Owen Sound — As the bus weaved through single-lane country roads across rural Ontario to the County of Grey, Jacinda Rudolph was bombarded with questions from her eager passengers.

By Toronto Star |

Owen Sound — As the bus weaved through single-lane country roads across rural Ontario to the County of Grey, Jacinda Rudolph was bombarded with questions from her eager passengers.

How much does an average detached home cost? What’s the wait time for daycare? Is there public transit? Do you need a car to live in Grey? And most important for the 30 passengers, what jobs are available and do they pay well?

“I’m not a tour guide,” said Rudolph, the county’s outreach co-ordinator. “But if you want to know what country life is like, I can definitely help.”

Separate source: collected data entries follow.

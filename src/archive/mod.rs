//! Archive contract
//!
//! Turns a path into a single transferable file and back. The transfer
//! engine and the download executor only depend on the [`ArchiveHandler`]
//! trait; which implementation is used is decided once when a node starts.
//!
//! ## Implementations
//!
//! - [`CliArchiveHandler`]: shells out to `tar` and `gzip`
//! - [`NoOpArchiveHandler`]: raw files only, used when the binaries are missing
//!
//! ## Usage
//!
//! ```no_run
//! use meshcopy::archive::{ArchiveHandler, CliArchiveHandler};
//! use meshcopy::types::PackMode;
//! use std::path::Path;
//!
//! #[tokio::main]
//! async fn main() -> Result<(), Box<dyn std::error::Error>> {
//!     let handler = CliArchiveHandler::from_path(std::env::temp_dir())
//!         .expect("tar/gzip not found");
//!
//!     let artifact = handler.prepare(Path::new("/srv/data"), PackMode::TarGz).await?;
//!     println!("serving {} as {}", artifact.path.display(), artifact.logical_name);
//!     Ok(())
//! }
//! ```

mod cli;
mod noop;
mod traits;

pub use cli::CliArchiveHandler;
pub use noop::NoOpArchiveHandler;
pub use traits::{ArchiveCapabilities, ArchiveHandler};

use crate::error::{Error, Result};
use crate::types::TransferArtifact;
use std::path::Path;

/// Archive format recognized by filename suffix on the receiving side
#[derive(Clone, Copy, Debug, PartialEq, Eq)]
pub enum ArchiveKind {
    /// `.tar.gz` or `.tgz`
    TarGz,
    /// `.tar`
    Tar,
    /// `.gz` (a single gzipped file)
    Gz,
}

/// Detect the archive format of a downloaded file from its name
///
/// Returns `None` for anything that extraction leaves untouched.
pub fn detect_archive_kind(path: &Path) -> Option<ArchiveKind> {
    let name = path.file_name()?.to_string_lossy();
    if name.ends_with(".tar.gz") || name.ends_with(".tgz") {
        Some(ArchiveKind::TarGz)
    } else if name.ends_with(".tar") {
        Some(ArchiveKind::Tar)
    } else if name.ends_with(".gz") {
        Some(ArchiveKind::Gz)
    } else {
        None
    }
}

/// What an input path is on disk
#[derive(Clone, Copy, Debug, PartialEq, Eq)]
pub(crate) enum InputKind {
    File,
    Directory,
}

/// Classify an input path, rejecting anything that is neither file nor directory
pub(crate) async fn classify_input(input: &Path) -> Result<InputKind> {
    let metadata = tokio::fs::metadata(input).await.map_err(|_| Error::PathNotFound {
        path: input.to_path_buf(),
    })?;

    if metadata.is_dir() {
        Ok(InputKind::Directory)
    } else if metadata.is_file() {
        Ok(InputKind::File)
    } else {
        Err(Error::ArchivePreparationFailed {
            path: input.to_path_buf(),
            reason: "path is neither file nor directory".to_string(),
        })
    }
}

/// Artifact for a file that is sent as-is
pub(crate) fn raw_artifact(input: &Path) -> Result<TransferArtifact> {
    Ok(TransferArtifact {
        path: input.to_path_buf(),
        logical_name: file_name_of(input)?,
        delete_after_use: false,
    })
}

pub(crate) fn file_name_of(input: &Path) -> Result<String> {
    input
        .file_name()
        .map(|n| n.to_string_lossy().into_owned())
        .filter(|n| !n.is_empty())
        .ok_or_else(|| Error::ArchivePreparationFailed {
            path: input.to_path_buf(),
            reason: "path has no file name".to_string(),
        })
}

On a gorgeous balmy winter day, the county government — along with the Newcomer Centre of Peel, a settlement agency — was busing in new immigrants from Brampton, Mississauga and Toronto for a field trip and the region’s annual job fair in Owen Sound, more than two hours’ drive northwest of Toronto.

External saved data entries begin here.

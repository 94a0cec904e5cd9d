//! HTTP error response handling for the control API
//!
//! Converts domain errors into HTTP responses with the status code from
//! [`ToHttpStatus`] and an [`ApiError`] JSON body.

use crate::error::{ApiError, Error, ToHttpStatus};
use axum::{
    Json,
    http::StatusCode,
    response::{IntoResponse, Response},
};

/// Implement IntoResponse for Error to automatically convert errors to HTTP responses
impl IntoResponse for Error {
    fn into_response(self) -> Response {
        let status_code =
            StatusCode::from_u16(self.status_code()).unwrap_or(StatusCode::INTERNAL_SERVER_ERROR);

        match &self {
            // Reported as a bad request on the wire; keep it apart in the logs
            Error::ArchivePreparationFailed { path, reason } => tracing::warn!(
                error_kind = "archive_preparation_failed",
                path = ?path,
                reason = %reason,
                "archive preparation failed, answering 400"
            ),
            e if status_code.is_server_error() => {
                tracing::error!(error = %e, code = e.error_code(), "request failed")
            }
            e => tracing::debug!(error = %e, code = e.error_code(), "request rejected"),
        }

        let api_error: ApiError = self.into();

        (status_code, Json(api_error)).into_response()
    }
}

/// Implement IntoResponse for ApiError for explicit error responses
impl IntoResponse for ApiError {
    fn into_response(self) -> Response {
        // Bare ApiErrors carry no status of their own
        (StatusCode::INTERNAL_SERVER_ERROR, Json(self)).into_response()
    }
}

“Honestly, I never heard of Grey County,” said Huntly Xiao, 32, who came to Canada from China in 2012 as a foreign student and became a permanent resident two years ago, when he graduated with a master’s degree in environmental engineering from Concordia University.

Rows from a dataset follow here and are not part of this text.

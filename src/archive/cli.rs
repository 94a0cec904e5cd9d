//! CLI-based archive handler using external tar and gzip binaries

use super::traits::{ArchiveCapabilities, ArchiveHandler};
use super::{ArchiveKind, InputKind, classify_input, detect_archive_kind, file_name_of, raw_artifact};
use crate::error::{Error, Result};
use crate::types::{PackMode, TransferArtifact};
use async_trait::async_trait;
use std::path::{Path, PathBuf};
use std::process::Stdio;
use tokio::process::Command;

/// Archive handler that shells out to `tar` and `gzip`
///
/// Every synthesized artifact gets its own scratch directory under
/// `output_dir` and is written there as `<name><ext>`, so concurrent
/// transfers of the same input never share a file.
///
/// # Examples
///
/// ```no_run
/// use meshcopy::archive::{ArchiveHandler, CliArchiveHandler};
/// use std::path::{Path, PathBuf};
///
/// # #[tokio::main]
/// # async fn main() -> Result<(), Box<dyn std::error::Error>> {
/// // Create with explicit paths
/// let handler = CliArchiveHandler::new(
///     PathBuf::from("/usr/bin/tar"),
///     PathBuf::from("/usr/bin/gzip"),
///     std::env::temp_dir(),
/// );
///
/// // Or auto-discover from PATH
/// let handler = CliArchiveHandler::from_path(std::env::temp_dir())
///     .expect("tar/gzip not found in PATH");
///
/// handler.extract(Path::new("/srv/in/data.tar.gz")).await?;
/// # Ok(())
/// # }
/// ```
pub struct CliArchiveHandler {
    tar_path: PathBuf,
    gzip_path: PathBuf,
    output_dir: PathBuf,
}

impl CliArchiveHandler {
    /// Create a new CLI handler with explicit binary paths
    pub fn new(tar_path: PathBuf, gzip_path: PathBuf, output_dir: PathBuf) -> Self {
        Self {
            tar_path,
            gzip_path,
            output_dir,
        }
    }

    /// Attempt to find tar and gzip in PATH
    ///
    /// Returns `None` unless both binaries are found.
    pub fn from_path(output_dir: PathBuf) -> Option<Self> {
        let tar_path = which::which("tar").ok()?;
        let gzip_path = which::which("gzip").ok()?;
        Some(Self::new(tar_path, gzip_path, output_dir))
    }

    async fn pack(
        &self,
        input: &Path,
        mode: PackMode,
        kind: InputKind,
        output: &Path,
    ) -> Result<()> {
        let base = file_name_of(input)?;
        let parent = match input.parent() {
            Some(p) if !p.as_os_str().is_empty() => p.to_path_buf(),
            _ => PathBuf::from("."),
        };

        let mut command = match (mode, kind) {
            (PackMode::Gz, InputKind::File) => {
                let out = tokio::fs::File::create(output).await.map_err(|e| {
                    Error::ArchivePreparationFailed {
                        path: input.to_path_buf(),
                        reason: format!("cannot create {}: {}", output.display(), e),
                    }
                })?;
                let mut cmd = Command::new(&self.gzip_path);
                cmd.arg("-c")
                    .arg(input)
                    .stdout(Stdio::from(out.into_std().await));
                cmd
            }
            (PackMode::Tar, _) => {
                let mut cmd = Command::new(&self.tar_path);
                cmd.arg("-cf")
                    .arg(output)
                    .arg("-C")
                    .arg(&parent)
                    .arg(&base)
                    .stdout(Stdio::null());
                cmd
            }
            _ => {
                let mut cmd = Command::new(&self.tar_path);
                cmd.arg("-czf")
                    .arg(output)
                    .arg("-C")
                    .arg(&parent)
                    .arg(&base)
                    .stdout(Stdio::null());
                cmd
            }
        };

        tracing::info!(?command, "packing transfer artifact");
        run(&mut command).await.map_err(|reason| {
            Error::ArchivePreparationFailed {
                path: input.to_path_buf(),
                reason,
            }
        })
    }
}

/// Run a command to completion, returning stderr on failure
///
/// Stdout is left as configured by the caller (`output()` would replace it
/// with a pipe), so only stderr is captured.
async fn run(command: &mut Command) -> std::result::Result<(), String> {
    let child = command
        .stdin(Stdio::null())
        .stderr(Stdio::piped())
        .spawn()
        .map_err(|e| format!("failed to execute: {}", e))?;
    let output = child
        .wait_with_output()
        .await
        .map_err(|e| format!("failed to wait: {}", e))?;

    if output.status.success() {
        Ok(())
    } else {
        let stderr = String::from_utf8_lossy(&output.stderr);
        tracing::warn!(status = %output.status, stderr = %stderr.trim(), "command failed");
        Err(format!("{}: {}", output.status, stderr.trim()))
    }
}

#[async_trait]
impl ArchiveHandler for CliArchiveHandler {
    async fn prepare(&self, input: &Path, mode: PackMode) -> Result<TransferArtifact> {
        let kind = classify_input(input).await?;
        let is_dir = kind == InputKind::Directory;
        let mode = mode.effective(is_dir);

        let Some(ext) = mode.extension(is_dir) else {
            return raw_artifact(input);
        };

        let logical_name = format!("{}{}", file_name_of(input)?, ext);
        let scratch = tempfile::Builder::new()
            .prefix("meshcopy-")
            .tempdir_in(&self.output_dir)
            .map_err(|e| Error::ArchivePreparationFailed {
                path: input.to_path_buf(),
                reason: format!("cannot create scratch dir in {}: {}", self.output_dir.display(), e),
            })?;
        let output = scratch.path().join(&logical_name);

        // Dropping `scratch` on failure removes the partial artifact
        self.pack(input, mode, kind, &output).await?;
        let _ = scratch.keep();

        Ok(TransferArtifact {
            path: output,
            logical_name,
            delete_after_use: true,
        })
    }

    async fn extract(&self, archive: &Path) -> Result<()> {
        let Some(kind) = detect_archive_kind(archive) else {
            return Ok(());
        };
        let dir = match archive.parent() {
            Some(p) if !p.as_os_str().is_empty() => p.to_path_buf(),
            _ => PathBuf::from("."),
        };

        let mut command = match kind {
            ArchiveKind::TarGz => {
                let mut cmd = Command::new(&self.tar_path);
                cmd.arg("-xzf").arg(archive).arg("-C").arg(&dir);
                cmd
            }
            ArchiveKind::Tar => {
                let mut cmd = Command::new(&self.tar_path);
                cmd.arg("-xf").arg(archive).arg("-C").arg(&dir);
                cmd
            }
            ArchiveKind::Gz => {
                // gzip -d replaces x.gz with x
                let mut cmd = Command::new(&self.gzip_path);
                cmd.arg("-d").arg("-f").arg(archive);
                cmd
            }
        };

        command.stdout(Stdio::null());
        tracing::info!(?command, "extracting download");
        run(&mut command).await.map_err(|reason| {
            Error::ExternalTool(format!(
                "extraction of {} failed: {}",
                archive.display(),
                reason
            ))
        })?;

        if kind != ArchiveKind::Gz {
            tokio::fs::remove_file(archive).await?;
        }
        Ok(())
    }

    async fn discard(&self, artifact: &TransferArtifact) {
        if !artifact.delete_after_use {
            return;
        }
        // Only scratch directories created by `prepare` are removed whole
        let scratch = artifact
            .path
            .parent()
            .filter(|dir| dir.parent() == Some(self.output_dir.as_path()));
        let result = match scratch {
            Some(dir) => tokio::fs::remove_dir_all(dir).await,
            None => tokio::fs::remove_file(&artifact.path).await,
        };
        if let Err(e) = result {
            tracing::warn!(path = ?artifact.path, error = %e, "failed to delete temporary artifact");
        }
    }

    fn capabilities(&self) -> ArchiveCapabilities {
        ArchiveCapabilities {
            can_pack: true,
            can_extract: true,
        }
    }

    fn name(&self) -> &'static str {
        "cli-tar"
    }
}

“I have worked at Tim Hortons for the past two years to survive. There are a lot of new graduates, a lot of new immigrants like me here. It’s a very competitive job market. This is a great opportunity for me to explore what is available.”

With Ontario’s — and Canada’s — rural communities struggling to fill labour gaps and reverse population and economic decline, the county’s New to Grey pilot project, funded by the province, is the latest attempt by the communities to attract and retain new residents — both Canadians from outside the region and immigrants — to the farm country. Many newcomers are reluctant to settle in smaller communities due to a lack of social support and professional connections.

This new model to mix and match newcomers with smaller communities and rural employers through partnerships with immigrant settlement agencies, if successful, could be a new way for Canada to spread the benefits of immigration and ease the pressure on big cities in absorbing newcomers, more than three-quarters of whom settle in just seven Canadian cities.

Although none of the bus tour participants had previously heard of Grey County — which is about two-thirds the size of Greater Toronto but with a population of only 94,000 — they have been learning and researching about the community with help from the staff at the Newcomer Centre of Peel.

Leading up to the field trip, many of the newcomers connected with job recruiters at The Agency, an Owen Sound recruitment company, about their resumes, skill sets, previous job experiences, employers’ expectations and the local labour market.

“It is a big decision to move. People can do their own Google search but they want to speak to a real person, an employer, a recruiter from the community,” said Tania Maximenko, a training and development facilitator at the Peel settlement agency.

“Our program offers a platform for employers and job-seekers, who wouldn’t have an opportunity to meet otherwise. That one-on-one communication is powerful. We see this as a new model of partnership.”

The guided bus tour was a first, intended to give new prospective residents a flavour of country living and allow them to build a network with county officials and local employers — a key for any potential relocation and settlement in an unfamiliar territory.

Shehnila Masud, a physician from Pakistan, was wowed by the scenic views of rural Ontario after the bus passed the cookie-cutter subdivisions and big-box stores in Mississauga, Brampton and Orangeville into the expansive fields and sparse farmhouses through Shelburne, Dundalk and Collingwood, where the group stopped at Blue Mountain for a meeting with a manager to learn about job opportunities at the resort.

“I have lived in cities all my life and heard smaller communities are better interconnected and people are welcoming. I’m not sure how true that is in Canada,” said the 50-year-old mother of four, as she paused to admire the picturesque shoreline along Georgian Bay.

“It’s hard to find out stuff if you don’t know anyone. But this time, they have arranged everything for us. Being able to speak to people from the community is crucial and I can look for myself what it’s like living and working in rural Canada.”

Over the microphone, Rudolph continued to entertain the enthusiastic visitors’ questions, telling them jobs are plenty in the region (4,100 new job postings over the past year) and houses are definitely more affordable (she paid $320,000 for her 5-bedroom house on a two-acre property in Owen Sound).